Despite what I was saying, the
review seemed to have nothing but praise, and I suggest, if I read that
particular title again, I miiiiight even decide it was a cut above some of the
more outrageous Batman titles (Joker’s Last Laugh, I’m looking at
you). In any case, for Gotham Central: The Quick and the Dead (which
won an Eisner in 2004), I have nothing but transparent praise. I can think of three factors which may have
created this reversal: one is that which
I just described, that I was stoopid previously, two is that perhaps this
volume really is the better of the
two, or three, perhaps, with the passage of time, my tastes have changed. It doesn’t really matter; what matters is
that you should pick this one up and read it, especially if you’re a fan of the slightly more realistic graphic
novel.
Michael Lark and Stefano Gaudiano’s art doesn’t necessarily
draw a lot of attention to itself. It
isn’t usually showing superheroes in fantastic costumes or supervillains amid
lots of gore; many of the panels show cops or everyday Gothamites in mundane
situations. For these reasons, you might
be tempted to overlook it and forgot how it being a vehicle to tell the story
is one of its strongest virtues. The
publication is printed on rough, grainy paper (“pulp”) and in some ways
resembles the layout and lettering of a Fables
comic. It’s an impressive
achievement in terms of no-nonsense panels and therefore, without hopefully
sounding like too much of a schmuck, might be referred to as The Bill of Batman comics.

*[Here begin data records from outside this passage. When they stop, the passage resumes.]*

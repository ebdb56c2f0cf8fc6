// qualgate-core/src/error.rs

use crate::domain::error::DomainError;
use crate::infrastructure::error::InfrastructureError;
use miette::Diagnostic;
use thiserror::Error;

#[derive(Error, Debug, Diagnostic)]
pub enum QualgateError {
    // --- DOMAIN ERRORS (Schema contract, Quality gate) ---
    #[error(transparent)]
    #[diagnostic(transparent)]
    Domain(#[from] DomainError),

    // --- INFRASTRUCTURE ERRORS (IO, Parsing, Config) ---
    #[error(transparent)]
    #[diagnostic(transparent)]
    Infrastructure(#[from] InfrastructureError),
}

impl QualgateError {
    pub fn is_not_found(&self) -> bool {
        matches!(self, Self::Infrastructure(InfrastructureError::NotFound(_)))
    }

    pub fn is_schema_error(&self) -> bool {
        matches!(self, Self::Domain(DomainError::SchemaError { .. }))
    }

    pub fn is_quality_gate_failure(&self) -> bool {
        matches!(self, Self::Domain(DomainError::QualityGateFailed { .. }))
    }
}

// Manual implementation to avoid a duplicate enum variant but keep `?` ergonomics
impl From<std::io::Error> for QualgateError {
    fn from(err: std::io::Error) -> Self {
        QualgateError::Infrastructure(InfrastructureError::Io(err))
    }
}
// qualgate-core/src/ports/reporter.rs

// The core decides the level and the content of a message.
// Where it goes and how it looks is the adapter's business.

use crate::domain::environment::LogLevel;

pub trait Reporter: Send + Sync {
    fn log(&self, level: LogLevel, message: &str);

    fn info(&self, message: &str) {
        self.log(LogLevel::Info, message);
    }

    fn warning(&self, message: &str) {
        self.log(LogLevel::Warning, message);
    }

    fn error(&self, message: &str) {
        self.log(LogLevel::Error, message);
    }
}
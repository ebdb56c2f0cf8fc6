// src/domain/configuration.rs

use serde::{Deserialize, Serialize};
use std::path::{Path, PathBuf};
use validator::Validate;

use crate::domain::environment::{Environment, EnvironmentProfile, LogLevel};
use crate::domain::quality::GateConfig;

/// Version of the configuration layout understood by this build.
pub const CONFIG_VERSION: u32 = 1;

/// Resolved, immutable configuration of one run.
#[derive(Debug, Clone, PartialEq, Serialize)]
pub struct Settings {
    pub version: u32,
    pub environment: Environment,
    pub data_path: PathBuf,
    pub metrics_dir: PathBuf,
    pub profile: EnvironmentProfile,
}

impl Settings {
    /// Built-in settings for an environment, paths relative to `project_dir`.
    pub fn defaults(project_dir: &Path, environment: Environment) -> Self {
        Self {
            version: CONFIG_VERSION,
            environment,
            data_path: project_dir.join(default_data_path()),
            metrics_dir: project_dir.join(default_metrics_dir()),
            profile: environment.default_profile(),
        }
    }

    pub fn gate_config(&self) -> GateConfig {
        GateConfig::new(&self.profile)
    }
}

pub fn default_data_path() -> PathBuf {
    PathBuf::from("data/customer.csv")
}

pub fn default_metrics_dir() -> PathBuf {
    PathBuf::from("metrics")
}

fn default_version() -> u32 {
    CONFIG_VERSION
}

// --- PROJECT FILE (qualgate.yaml) ---

#[derive(Debug, Deserialize, Serialize, Validate, Clone)]
#[serde(deny_unknown_fields)]
pub struct ProjectFile {
    #[serde(default = "default_version")]
    pub version: u32,

    #[serde(default)]
    pub environment: Option<Environment>,

    #[serde(default)]
    pub data_path: Option<PathBuf>,

    #[serde(default)]
    pub metrics_dir: Option<PathBuf>,

    #[validate(nested)]
    #[serde(default)]
    pub environments: EnvironmentOverrides,
}

// Manual implementation of Default: a missing file means the current version
impl Default for ProjectFile {
    fn default() -> Self {
        Self {
            version: CONFIG_VERSION,
            environment: None,
            data_path: None,
            metrics_dir: None,
            environments: EnvironmentOverrides::default(),
        }
    }
}

#[derive(Debug, Deserialize, Serialize, Validate, Clone, Default)]
#[serde(deny_unknown_fields)]
pub struct EnvironmentOverrides {
    #[validate(nested)]
    #[serde(default, alias = "development")]
    pub dev: Option<ProfileOverride>,

    #[validate(nested)]
    #[serde(default, alias = "production")]
    pub prod: Option<ProfileOverride>,
}

impl EnvironmentOverrides {
    pub fn get(&self, environment: Environment) -> Option<&ProfileOverride> {
        match environment {
            Environment::Development => self.dev.as_ref(),
            Environment::Production => self.prod.as_ref(),
        }
    }
}

/// Partial profile. Unset fields keep the environment's built-in value.
/// The breach severity is tied to the environment and cannot be overridden.
#[derive(Debug, Deserialize, Serialize, Validate, Clone, Default, PartialEq)]
#[serde(deny_unknown_fields)]
pub struct ProfileOverride {
    #[serde(default)]
    pub log_level: Option<LogLevel>,

    #[serde(default)]
    pub show_invalid_rows: Option<bool>,

    #[validate(range(min = 0.0, max = 100.0))]
    #[serde(default)]
    pub max_invalid_pct: Option<f64>,
}

impl ProfileOverride {
    pub fn apply_to(&self, profile: &mut EnvironmentProfile) {
        if let Some(level) = self.log_level {
            profile.log_level = level;
        }
        if let Some(show) = self.show_invalid_rows {
            profile.show_invalid_rows = show;
        }
        if let Some(pct) = self.max_invalid_pct {
            profile.max_invalid_pct = pct;
        }
    }
}

#[cfg(test)]
mod tests {
    use super::*;
    use crate::domain::environment::BreachSeverity;

    #[test]
    fn test_parse_full_project_file() -> anyhow::Result<()> {
        let yaml = r#"
version: 1
environment: prod
data_path: input/customers.csv
environments:
  production:
    max_invalid_pct: 10.0
    show_invalid_rows: true
  dev:
    log_level: warning
"#;
        let file: ProjectFile = serde_yaml::from_str(yaml)?;
        file.validate()?;

        assert_eq!(file.environment, Some(Environment::Production));
        assert_eq!(file.data_path, Some(PathBuf::from("input/customers.csv")));
        assert_eq!(file.metrics_dir, None);
        let prod = file.environments.get(Environment::Production);
        assert_eq!(prod.and_then(|p| p.max_invalid_pct), Some(10.0));
        let dev = file.environments.get(Environment::Development);
        assert_eq!(dev.and_then(|p| p.log_level), Some(LogLevel::Warning));
        Ok(())
    }

    #[test]
    fn test_default_project_file_is_current_version() {
        assert_eq!(ProjectFile::default().version, CONFIG_VERSION);
    }

    #[test]
    fn test_unknown_keys_are_rejected() {
        let yaml = "version: 1\nthreshold: 12\n";
        assert!(serde_yaml::from_str::<ProjectFile>(yaml).is_err());
    }

    #[test]
    fn test_out_of_range_threshold_fails_validation() -> anyhow::Result<()> {
        let yaml = "environments:\n  prod:\n    max_invalid_pct: 140.0\n";
        let file: ProjectFile = serde_yaml::from_str(yaml)?;
        assert!(file.validate().is_err());
        Ok(())
    }

    #[test]
    fn test_override_keeps_unset_fields() {
        let mut profile = Environment::Production.default_profile();
        ProfileOverride {
            max_invalid_pct: Some(5.0),
            ..Default::default()
        }
        .apply_to(&mut profile);

        assert_eq!(profile.max_invalid_pct, 5.0);
        assert_eq!(profile.log_level, LogLevel::Warning);
        assert_eq!(profile.breach_severity, BreachSeverity::Fatal);
    }

    #[test]
    fn test_defaults_resolve_against_project_dir() {
        let settings = Settings::defaults(Path::new("/srv/project"), Environment::Development);
        assert_eq!(settings.version, CONFIG_VERSION);
        assert_eq!(
            settings.data_path,
            PathBuf::from("/srv/project/data/customer.csv")
        );
        assert_eq!(settings.metrics_dir, PathBuf::from("/srv/project/metrics"));
        assert_eq!(settings.gate_config().max_invalid_pct, 50.0);
    }
}
// qualgate-core/src/infrastructure/loader/mod.rs

pub mod csv;

pub use self::csv::CsvDatasetLoader;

If, like me, your first exposure to Batman was The Animated
Series, then you will cheer at Gotham
Central’s depiction of Detective Renee Montoya. I have to confess, her counterpart in the
Nolan!verse (at least as far as we know) was the bent copper Ramirez—not really
a good role model! And perhaps I knew
this already, but I’d definitely forgotten:
Montoya has a partner named Daria and Montoya’s conflict and separation
with her (presumably) traditional Hispanic family is part of the drama in this particular volume. It can’t be tough being female, lesbian, and Hispanic in the G.C.P.D., which
again, this volume shows. Montoya’s
partner (this time in the work sense!) is Crispus Allen, and I suppose, from a
purely superficial standpoint, between the two, they “tick all the boxes”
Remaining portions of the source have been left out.